■ What to do
Tally every line in the data that has the word "nonzero" and report only the total.

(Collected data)
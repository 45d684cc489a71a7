// -*- mode: rust; -*-
//
// This file is part of ec-zvp.
// See LICENSE for licensing information.

//! Dense univariate polynomial algebra over a [`PrimeField`].
//!
//! This module carries the computational core the ZVP constructor leans
//! on: Euclidean division, gcds, modular exponentiation in the quotient
//! ring, squarefree decomposition, factorization into irreducibles
//! (distinct-degree then equal-degree splitting), and root finding over
//! the field.
//!
//! Equal-degree splitting uses successive shifts `x + c` as splitting
//! elements instead of random polynomials, which makes factorization
//! fully deterministic; over a large prime field a handful of shifts
//! always suffices.
//!
//! All loops whose iteration count depends on the modulus size or the
//! polynomial degree observe a cooperative [`Deadline`].

use num_bigint::BigUint;
use num_traits::{One, Zero};

use crate::deadline::Deadline;
use crate::errors::Error;
use crate::field::PrimeField;

/// A univariate polynomial, coefficients low-to-high with no trailing
/// zeros.
#[derive(Clone, Debug, Default, Eq, PartialEq, Ord, PartialOrd)]
pub struct UniPoly {
    coeffs: Vec<BigUint>,
}

impl UniPoly {
    /// The zero polynomial.
    pub fn zero() -> UniPoly {
        UniPoly { coeffs: Vec::new() }
    }

    /// The constant one.
    pub fn one() -> UniPoly {
        UniPoly { coeffs: vec![BigUint::one()] }
    }

    /// A constant polynomial (already reduced).
    pub fn constant(c: BigUint) -> UniPoly {
        UniPoly::from_coeffs(vec![c])
    }

    /// The polynomial `x`.
    pub fn x() -> UniPoly {
        UniPoly { coeffs: vec![BigUint::zero(), BigUint::one()] }
    }

    /// `c * x^d`.
    pub fn monomial(c: BigUint, d: usize) -> UniPoly {
        if c.is_zero() {
            return UniPoly::zero();
        }
        let mut coeffs = vec![BigUint::zero(); d + 1];
        coeffs[d] = c;
        UniPoly { coeffs }
    }

    /// Build from a coefficient vector (low-to-high), trimming zeros.
    pub fn from_coeffs(mut coeffs: Vec<BigUint>) -> UniPoly {
        while coeffs.last().map(BigUint::is_zero) == Some(true) {
            coeffs.pop();
        }
        UniPoly { coeffs }
    }

    /// Coefficient slice, low-to-high.
    pub fn coeffs(&self) -> &[BigUint] {
        &self.coeffs
    }

    /// Degree, or `None` for the zero polynomial.
    pub fn degree(&self) -> Option<usize> {
        self.coeffs.len().checked_sub(1)
    }

    /// Whether this is the zero polynomial.
    pub fn is_zero(&self) -> bool {
        self.coeffs.is_empty()
    }

    /// Whether this polynomial has degree zero or is zero.
    pub fn is_constant(&self) -> bool {
        self.coeffs.len() <= 1
    }

    /// Leading coefficient, if nonzero.
    pub fn leading(&self) -> Option<&BigUint> {
        self.coeffs.last()
    }

    /// Coefficient of `x^i` (zero beyond the degree).
    pub fn coeff(&self, i: usize) -> BigUint {
        self.coeffs.get(i).cloned().unwrap_or_else(BigUint::zero)
    }

    /// `self + other`.
    pub fn add(&self, other: &UniPoly, field: &PrimeField) -> UniPoly {
        let n = self.coeffs.len().max(other.coeffs.len());
        let mut out = Vec::with_capacity(n);
        for i in 0..n {
            out.push(field.add(&self.coeff(i), &other.coeff(i)));
        }
        UniPoly::from_coeffs(out)
    }

    /// `self - other`.
    pub fn sub(&self, other: &UniPoly, field: &PrimeField) -> UniPoly {
        let n = self.coeffs.len().max(other.coeffs.len());
        let mut out = Vec::with_capacity(n);
        for i in 0..n {
            out.push(field.sub(&self.coeff(i), &other.coeff(i)));
        }
        UniPoly::from_coeffs(out)
    }

    /// `-self`.
    pub fn neg(&self, field: &PrimeField) -> UniPoly {
        UniPoly::from_coeffs(self.coeffs.iter().map(|c| field.neg(c)).collect())
    }

    /// `self * other`.
    pub fn mul(&self, other: &UniPoly, field: &PrimeField) -> UniPoly {
        if self.is_zero() || other.is_zero() {
            return UniPoly::zero();
        }
        let mut out = vec![BigUint::zero(); self.coeffs.len() + other.coeffs.len() - 1];
        for (i, a) in self.coeffs.iter().enumerate() {
            if a.is_zero() {
                continue;
            }
            for (j, b) in other.coeffs.iter().enumerate() {
                out[i + j] = field.add(&out[i + j], &field.mul(a, b));
            }
        }
        UniPoly::from_coeffs(out)
    }

    /// `self * c`.
    pub fn scale(&self, c: &BigUint, field: &PrimeField) -> UniPoly {
        UniPoly::from_coeffs(self.coeffs.iter().map(|a| field.mul(a, c)).collect())
    }

    /// Scale so the leading coefficient is one.
    pub fn monic(&self, field: &PrimeField) -> UniPoly {
        match self.leading() {
            None => UniPoly::zero(),
            Some(lc) if lc.is_one() => self.clone(),
            Some(lc) => self.scale(&field.invert(lc), field),
        }
    }

    /// Formal derivative.
    pub fn derivative(&self, field: &PrimeField) -> UniPoly {
        if self.coeffs.len() <= 1 {
            return UniPoly::zero();
        }
        let mut out = Vec::with_capacity(self.coeffs.len() - 1);
        for (i, c) in self.coeffs.iter().enumerate().skip(1) {
            let k = field.reduce(&BigUint::from(i));
            out.push(field.mul(c, &k));
        }
        UniPoly::from_coeffs(out)
    }

    /// Evaluate at `x` by Horner's rule.
    pub fn eval(&self, x: &BigUint, field: &PrimeField) -> BigUint {
        let mut acc = BigUint::zero();
        for c in self.coeffs.iter().rev() {
            acc = field.add(&field.mul(&acc, x), c);
        }
        acc
    }

    /// Euclidean division: `(quotient, remainder)`.
    ///
    /// The divisor must be nonzero.
    pub fn divrem(&self, divisor: &UniPoly, field: &PrimeField) -> Result<(UniPoly, UniPoly), Error> {
        let d_deg = match divisor.degree() {
            None => return Err(Error::ZeroInverse),
            Some(d) => d,
        };
        let lc_inv = field.invert(divisor.leading().ok_or(Error::ZeroInverse)?);
        let mut rem = self.coeffs.clone();
        if rem.len() <= d_deg {
            return Ok((UniPoly::zero(), self.clone()));
        }
        let mut quot = vec![BigUint::zero(); rem.len() - d_deg];
        for i in (d_deg..rem.len()).rev() {
            let factor = field.mul(&rem[i], &lc_inv);
            if factor.is_zero() {
                continue;
            }
            quot[i - d_deg] = factor.clone();
            for (j, dc) in divisor.coeffs.iter().enumerate() {
                let idx = i - d_deg + j;
                rem[idx] = field.sub(&rem[idx], &field.mul(&factor, dc));
            }
        }
        Ok((UniPoly::from_coeffs(quot), UniPoly::from_coeffs(rem)))
    }

    /// Exact division; the divisor must divide `self`.
    pub fn exact_div(&self, divisor: &UniPoly, field: &PrimeField) -> Result<UniPoly, Error> {
        let (q, r) = self.divrem(divisor, field)?;
        if !r.is_zero() {
            return Err(Error::Internal("inexact univariate division"));
        }
        Ok(q)
    }

    /// `self mod m`.
    pub fn rem(&self, m: &UniPoly, field: &PrimeField) -> Result<UniPoly, Error> {
        Ok(self.divrem(m, field)?.1)
    }
}

/// Monic greatest common divisor.
pub fn gcd(a: &UniPoly, b: &UniPoly, field: &PrimeField, deadline: Deadline) -> Result<UniPoly, Error> {
    let mut a = a.clone();
    let mut b = b.clone();
    while !b.is_zero() {
        deadline.check("univariate gcd")?;
        let r = a.rem(&b, field)?;
        a = b;
        b = r;
    }
    Ok(a.monic(field))
}

/// `base^e mod m` by square-and-multiply in the quotient ring.
pub fn pow_mod(
    base: &UniPoly,
    e: &BigUint,
    m: &UniPoly,
    field: &PrimeField,
    deadline: Deadline,
) -> Result<UniPoly, Error> {
    let mut acc = UniPoly::one().rem(m, field)?;
    let mut base = base.rem(m, field)?;
    let bits = e.bits();
    for i in 0..bits {
        deadline.check("polynomial exponentiation")?;
        if e.bit(i) {
            acc = acc.mul(&base, field).rem(m, field)?;
        }
        if i + 1 < bits {
            base = base.mul(&base, field).rem(m, field)?;
        }
    }
    Ok(acc)
}

/// Squarefree decomposition of a nonzero polynomial (Yun's algorithm):
/// pairs `(factor, multiplicity)` with the factors pairwise coprime and
/// squarefree.
///
/// Over the large primes this crate targets every degree is far below
/// the characteristic, so a vanishing derivative can only come from a
/// constant input.
pub fn squarefree_decomposition(
    f: &UniPoly,
    field: &PrimeField,
    deadline: Deadline,
) -> Result<Vec<(UniPoly, u32)>, Error> {
    let f = f.monic(field);
    if f.is_constant() {
        return Ok(Vec::new());
    }
    let df = f.derivative(field);
    if df.is_zero() {
        return Err(Error::Internal("derivative vanished below characteristic"));
    }
    let mut out = Vec::new();
    let mut g = gcd(&f, &df, field, deadline)?;
    let mut w = f.exact_div(&g, field)?;
    let mut i = 1u32;
    while !w.is_constant() {
        deadline.check("squarefree decomposition")?;
        let y = gcd(&w, &g, field, deadline)?;
        let z = w.exact_div(&y, field)?;
        if !z.is_constant() {
            out.push((z, i));
        }
        w = y;
        g = g.exact_div(&w, field)?;
        i += 1;
    }
    Ok(out)
}

/// Factor a nonzero polynomial into monic irreducibles with
/// multiplicities.
pub fn factor(
    f: &UniPoly,
    field: &PrimeField,
    deadline: Deadline,
) -> Result<Vec<(UniPoly, u32)>, Error> {
    let mut out = Vec::new();
    for (sf, mult) in squarefree_decomposition(f, field, deadline)? {
        for (g, d) in distinct_degree(&sf, field, deadline)? {
            for irr in equal_degree(&g, d, field, deadline)? {
                out.push((irr, mult));
            }
        }
    }
    Ok(out)
}

/// All roots of `f` in the field (without multiplicity).
///
/// An empty vector is a normal outcome: absence of roots is meaningful,
/// not a failure.
pub fn roots(f: &UniPoly, field: &PrimeField, deadline: Deadline) -> Result<Vec<BigUint>, Error> {
    let f = f.monic(field);
    match f.degree() {
        None | Some(0) => return Ok(Vec::new()),
        Some(1) => return Ok(vec![field.neg(&f.coeff(0))]),
        _ => {}
    }
    // Keep only the linear part: gcd(x^p - x, f).
    let xp = pow_mod(&UniPoly::x(), field.modulus(), &f, field, deadline)?;
    let linear_part = gcd(&xp.sub(&UniPoly::x(), field), &f, field, deadline)?;
    let mut out = Vec::new();
    for lin in equal_degree(&linear_part, 1, field, deadline)? {
        out.push(field.neg(&lin.coeff(0)));
    }
    out.sort();
    Ok(out)
}

/// Distinct-degree factorization of a monic squarefree polynomial:
/// pairs `(product, d)` where `product` is the product of all
/// irreducible factors of degree `d`.
fn distinct_degree(
    f: &UniPoly,
    field: &PrimeField,
    deadline: Deadline,
) -> Result<Vec<(UniPoly, usize)>, Error> {
    let mut out = Vec::new();
    let mut v = f.monic(field);
    let mut h = UniPoly::x();
    let mut d = 0usize;
    while v.degree().unwrap_or(0) >= 2 * (d + 1) {
        deadline.check("distinct-degree factorization")?;
        d += 1;
        h = pow_mod(&h, field.modulus(), &v, field, deadline)?;
        let g = gcd(&h.sub(&UniPoly::x(), field), &v, field, deadline)?;
        if !g.is_constant() {
            out.push((g.clone(), d));
            v = v.exact_div(&g, field)?;
            h = h.rem(&v, field)?;
        }
    }
    if !v.is_constant() {
        let deg = v.degree().unwrap_or(0);
        out.push((v, deg));
    }
    Ok(out)
}

/// Equal-degree splitting: factor a monic product of irreducibles all of
/// degree `d` into the individual irreducibles, deterministically, by
/// scanning splitting elements `x + c`.
fn equal_degree(
    g: &UniPoly,
    d: usize,
    field: &PrimeField,
    deadline: Deadline,
) -> Result<Vec<UniPoly>, Error> {
    let deg = match g.degree() {
        None | Some(0) => return Ok(Vec::new()),
        Some(deg) => deg,
    };
    if deg == d {
        return Ok(vec![g.monic(field)]);
    }
    // (p^d - 1) / 2
    let e = (field.modulus().pow(d as u32) - BigUint::one()) >> 1;
    let mut shift = BigUint::zero();
    loop {
        deadline.check("equal-degree splitting")?;
        let base = UniPoly::from_coeffs(vec![shift.clone(), BigUint::one()]);
        let h = pow_mod(&base, &e, g, field, deadline)?.sub(&UniPoly::one(), field);
        let s = gcd(&h, g, field, deadline)?;
        let s_deg = s.degree().unwrap_or(0);
        if s_deg > 0 && s_deg < deg {
            let rest = g.exact_div(&s, field)?;
            let mut out = equal_degree(&s, d, field, deadline)?;
            out.extend(equal_degree(&rest, d, field, deadline)?);
            return Ok(out);
        }
        shift += BigUint::one();
    }
}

■ Task solution
4